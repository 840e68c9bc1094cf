use pretty_assertions::assert_eq;
use ranger_hlc::Timestamp;
use ranger_kvpb::keys::{self, KEY_MAX};
use ranger_kvpb::{Key, RangeDescriptor, RangeId, ReplicaId, Value};
use ranger_storage::mvcc::{self, MVCC_VERSION_TIMESTAMP_SIZE};
use ranger_storage::{Engine, MvccStats};
use ranger_storage_memory::InMemEngine;

fn ts(wall: i64) -> Timestamp {
    Timestamp::new(wall, 0)
}

fn full_range() -> RangeDescriptor {
    RangeDescriptor {
        range_id: RangeId::new(1),
        start_key: Key::min(),
        end_key: Key::from(KEY_MAX),
        replicas: Vec::new(),
        next_replica_id: ReplicaId::new(1),
    }
}

#[test]
fn reads_see_versions_at_or_below_timestamp() {
    let engine = InMemEngine::new();
    let key = Key::from("a");
    mvcc::mvcc_put(&engine, None, &key, ts(10), &Value::from_int(1)).unwrap();
    mvcc::mvcc_put(&engine, None, &key, ts(20), &Value::from_int(2)).unwrap();

    assert_eq!(mvcc::mvcc_get(&engine, &key, ts(5)).unwrap(), None);
    assert_eq!(mvcc::mvcc_get(&engine, &key, ts(15)).unwrap(), Some(Value::from_int(1)));
    assert_eq!(mvcc::mvcc_get(&engine, &key, ts(25)).unwrap(), Some(Value::from_int(2)));
}

#[test]
fn delete_hides_value_but_keeps_history() {
    let engine = InMemEngine::new();
    let key = Key::from("a");
    mvcc::mvcc_put(&engine, None, &key, ts(10), &Value::from_bytes(b"x")).unwrap();
    mvcc::mvcc_delete(&engine, None, &key, ts(20)).unwrap();
    assert_eq!(mvcc::mvcc_get(&engine, &key, ts(30)).unwrap(), None);
    assert!(mvcc::mvcc_get(&engine, &key, ts(15)).unwrap().is_some());
    assert_eq!(engine.get_versions(&key).unwrap().len(), 2);
}

#[test]
fn stale_write_is_bumped_above_newest_version() {
    let engine = InMemEngine::new();
    let key = Key::from("a");
    mvcc::mvcc_put(&engine, None, &key, ts(20), &Value::from_int(1)).unwrap();
    mvcc::mvcc_put(&engine, None, &key, ts(10), &Value::from_int(2)).unwrap();
    let versions = engine.get_versions(&key).unwrap();
    assert_eq!(versions[0].timestamp, Timestamp::new(20, 1));
    assert_eq!(
        mvcc::mvcc_get(&engine, &key, Timestamp::new(20, 1)).unwrap(),
        Some(Value::from_int(2))
    );
}

#[test]
fn increment_starts_from_zero() {
    let engine = InMemEngine::new();
    let key = Key::from("counter");
    assert_eq!(mvcc::mvcc_increment(&engine, None, &key, ts(1), 5).unwrap(), 5);
    assert_eq!(mvcc::mvcc_increment(&engine, None, &key, ts(2), -2).unwrap(), 3);
}

#[test]
fn increment_rejects_non_integer() {
    let engine = InMemEngine::new();
    let key = Key::from("blob");
    mvcc::mvcc_put(&engine, None, &key, ts(1), &Value::from_bytes(b"zz")).unwrap();
    assert!(mvcc::mvcc_increment(&engine, None, &key, ts(2), 1).is_err());
}

#[test]
fn incremental_stats_match_recomputation() {
    let engine = InMemEngine::new();
    let desc = full_range();
    let mut ms = MvccStats::default();

    let desc_key = keys::range_descriptor_key(&desc.start_key);
    mvcc::mvcc_put_message(&engine, Some(&mut ms), &desc_key, ts(1), &desc).unwrap();
    let a = Key::from("a");
    mvcc::mvcc_put(&engine, Some(&mut ms), &a, ts(2), &Value::from_bytes(b"hello")).unwrap();
    mvcc::mvcc_put(&engine, Some(&mut ms), &a, ts(3), &Value::from_bytes(b"hi")).unwrap();
    mvcc::mvcc_increment(&engine, Some(&mut ms), &Key::from("b"), ts(4), 9).unwrap();
    mvcc::mvcc_delete(&engine, Some(&mut ms), &Key::from("b"), ts(5)).unwrap();

    let recomputed = mvcc::compute_stats_for_range(&engine, &desc).unwrap();
    assert_eq!(ms, recomputed);

    assert_eq!(ms.key_count, 2);
    assert_eq!(ms.val_count, 4);
    assert_eq!(ms.live_count, 1);
    assert_eq!(ms.sys_count, 1);
    let live_a = 1 + MVCC_VERSION_TIMESTAMP_SIZE + Value::from_bytes(b"hi").len() as i64;
    assert_eq!(ms.live_bytes, live_a);
}

#[test]
fn range_stats_round_trip_through_engine() {
    let engine = InMemEngine::new();
    let rid = RangeId::new(4);
    assert_eq!(mvcc::mvcc_get_range_stats(&engine, rid).unwrap(), MvccStats::default());
    let ms = MvccStats {
        live_bytes: 10,
        live_count: 1,
        ..MvccStats::default()
    };
    mvcc::mvcc_set_range_stats(&engine, rid, &ms).unwrap();
    assert_eq!(mvcc::mvcc_get_range_stats(&engine, rid).unwrap(), ms);
}

#[test]
fn raw_state_is_excluded_from_range_data() {
    let engine = InMemEngine::new();
    let desc = full_range();
    engine
        .put_raw(&keys::replica_state_key(desc.range_id), bytes::Bytes::from_static(b"state"))
        .unwrap();
    mvcc::mvcc_put(&engine, None, &Key::from("user"), ts(1), &Value::from_int(3)).unwrap();

    let data = mvcc::range_versioned_data(&engine, &desc).unwrap();
    assert_eq!(data.len(), 1);
    assert_eq!(data[0].0, Key::from("user"));

    mvcc::clear_range_versioned_data(&engine, &desc).unwrap();
    assert!(mvcc::range_versioned_data(&engine, &desc).unwrap().is_empty());
    assert!(engine.get_raw(&keys::replica_state_key(desc.range_id)).unwrap().is_some());
}
//! In-memory storage engine.

#![warn(missing_docs)]
#![warn(clippy::pedantic)]
#![warn(clippy::nursery)]

use std::collections::BTreeMap;
use std::ops::Bound;
use std::sync::atomic::{AtomicBool, Ordering};

use bytes::Bytes;
use parking_lot::RwLock;
use ranger_kvpb::Key;
use ranger_storage::{Engine, StorageError, StorageResult, Version};
use tracing::debug;

/// An [`Engine`] keeping everything in ordered maps.
///
/// Survives store restarts as long as the value itself is kept alive, which
/// is how simulated nodes keep their state across a stop and restart.
#[derive(Debug, Default)]
pub struct InMemEngine {
    raw: RwLock<BTreeMap<Key, Bytes>>,
    versioned: RwLock<BTreeMap<Key, Vec<Version>>>,
    closed: AtomicBool,
}

impl InMemEngine {
    /// Create an empty engine.
    #[must_use]
    pub fn new() -> Self {
        Self::default()
    }

    fn check_open(&self) -> StorageResult<()> {
        if self.closed.load(Ordering::Acquire) {
            return Err(StorageError::Closed);
        }
        Ok(())
    }

    fn span(start: &Key, end: &Key) -> Option<(Bound<Key>, Bound<Key>)> {
        (start < end).then(|| (Bound::Included(start.clone()), Bound::Excluded(end.clone())))
    }
}

impl Engine for InMemEngine {
    fn get_raw(&self, key: &Key) -> StorageResult<Option<Bytes>> {
        self.check_open()?;
        Ok(self.raw.read().get(key).cloned())
    }

    fn put_raw(&self, key: &Key, value: Bytes) -> StorageResult<()> {
        self.check_open()?;
        self.raw.write().insert(key.clone(), value);
        Ok(())
    }

    fn delete_raw(&self, key: &Key) -> StorageResult<()> {
        self.check_open()?;
        self.raw.write().remove(key);
        Ok(())
    }

    fn scan_raw(&self, start: &Key, end: &Key) -> StorageResult<Vec<(Key, Bytes)>> {
        self.check_open()?;
        let Some(span) = Self::span(start, end) else {
            return Ok(Vec::new());
        };
        Ok(self
            .raw
            .read()
            .range(span)
            .map(|(k, v)| (k.clone(), v.clone()))
            .collect())
    }

    fn clear_raw_range(&self, start: &Key, end: &Key) -> StorageResult<()> {
        self.check_open()?;
        let Some(span) = Self::span(start, end) else {
            return Ok(());
        };
        let mut raw = self.raw.write();
        let doomed: Vec<Key> = raw.range(span).map(|(k, _)| k.clone()).collect();
        for key in doomed {
            raw.remove(&key);
        }
        Ok(())
    }

    fn get_versions(&self, key: &Key) -> StorageResult<Vec<Version>> {
        self.check_open()?;
        Ok(self.versioned.read().get(key).cloned().unwrap_or_default())
    }

    fn set_versions(&self, key: &Key, mut versions: Vec<Version>) -> StorageResult<()> {
        self.check_open()?;
        let mut versioned = self.versioned.write();
        if versions.is_empty() {
            versioned.remove(key);
        } else {
            versions.sort_by(|a, b| b.timestamp.cmp(&a.timestamp));
            versioned.insert(key.clone(), versions);
        }
        Ok(())
    }

    fn scan_versioned_keys(&self, start: &Key, end: &Key) -> StorageResult<Vec<Key>> {
        self.check_open()?;
        let Some(span) = Self::span(start, end) else {
            return Ok(Vec::new());
        };
        Ok(self.versioned.read().range(span).map(|(k, _)| k.clone()).collect())
    }

    fn clear_versioned_range(&self, start: &Key, end: &Key) -> StorageResult<()> {
        self.check_open()?;
        let Some(span) = Self::span(start, end) else {
            return Ok(());
        };
        let mut versioned = self.versioned.write();
        let doomed: Vec<Key> = versioned.range(span).map(|(k, _)| k.clone()).collect();
        for key in doomed {
            versioned.remove(&key);
        }
        Ok(())
    }

    fn close(&self) {
        if !self.closed.swap(true, Ordering::AcqRel) {
            debug!("closed in-memory engine");
        }
    }

    fn is_closed(&self) -> bool {
        self.closed.load(Ordering::Acquire)
    }
}

#[cfg(test)]
mod tests {
    use super::*;

    #[test]
    fn raw_scan_is_ordered_and_half_open() {
        let engine = InMemEngine::new();
        for k in ["c", "a", "b", "d"] {
            engine.put_raw(&Key::from(k), Bytes::from_static(b"v")).unwrap();
        }
        let keys: Vec<Key> = engine
            .scan_raw(&Key::from("a"), &Key::from("d"))
            .unwrap()
            .into_iter()
            .map(|(k, _)| k)
            .collect();
        assert_eq!(keys, vec![Key::from("a"), Key::from("b"), Key::from("c")]);
    }

    #[test]
    fn inverted_span_is_empty() {
        let engine = InMemEngine::new();
        engine.put_raw(&Key::from("a"), Bytes::new()).unwrap();
        assert!(engine.scan_raw(&Key::from("z"), &Key::from("a")).unwrap().is_empty());
        engine.clear_raw_range(&Key::from("z"), &Key::from("a")).unwrap();
        assert!(engine.get_raw(&Key::from("a")).unwrap().is_some());
    }

    #[test]
    fn closed_engine_rejects_access() {
        let engine = InMemEngine::new();
        engine.close();
        assert!(engine.is_closed());
        assert_eq!(engine.get_raw(&Key::from("a")), Err(StorageError::Closed));
    }

    #[test]
    fn empty_history_removes_key() {
        let engine = InMemEngine::new();
        let key = Key::from("k");
        engine
            .set_versions(
                &key,
                vec![Version {
                    timestamp: ranger_hlc::Timestamp::new(1, 0),
                    value: None,
                }],
            )
            .unwrap();
        engine.set_versions(&key, Vec::new()).unwrap();
        assert!(engine.scan_versioned_keys(&Key::min(), &Key::max()).unwrap().is_empty());
    }
}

--*--

## What you are asked to do
From the records above, repeat exactly the lines from the one with "mvcc::clear_range_versioned_data(&engine, &desc).unwrap();" through the one with "fn check_open(&self) ->", both included.

## Answer for the task
    mvcc::clear_range_versioned_data(&engine, &desc).unwrap();
    assert!(mvcc::range_versioned_data(&engine, &desc).unwrap().is_empty());
    assert!(engine.get_raw(&keys::replica_state_key(desc.range_id)).unwrap().is_some());
}
//! In-memory storage engine.

#![warn(missing_docs)]
#![warn(clippy::pedantic)]
#![warn(clippy::nursery)]

use std::collections::BTreeMap;
use std::ops::Bound;
use std::sync::atomic::{AtomicBool, Ordering};

use bytes::Bytes;
use parking_lot::RwLock;
use ranger_kvpb::Key;
use ranger_storage::{Engine, StorageError, StorageResult, Version};
use tracing::debug;

/// An [`Engine`] keeping everything in ordered maps.
///
/// Survives store restarts as long as the value itself is kept alive, which
/// is how simulated nodes keep their state across a stop and restart.
#[derive(Debug, Default)]
pub struct InMemEngine {
    raw: RwLock<BTreeMap<Key, Bytes>>,
    versioned: RwLock<BTreeMap<Key, Vec<Version>>>,
    closed: AtomicBool,
}

impl InMemEngine {
    /// Create an empty engine.
    #[must_use]
    pub fn new() -> Self {
        Self::default()
    }

    fn check_open(&self) -> StorageResult<()> {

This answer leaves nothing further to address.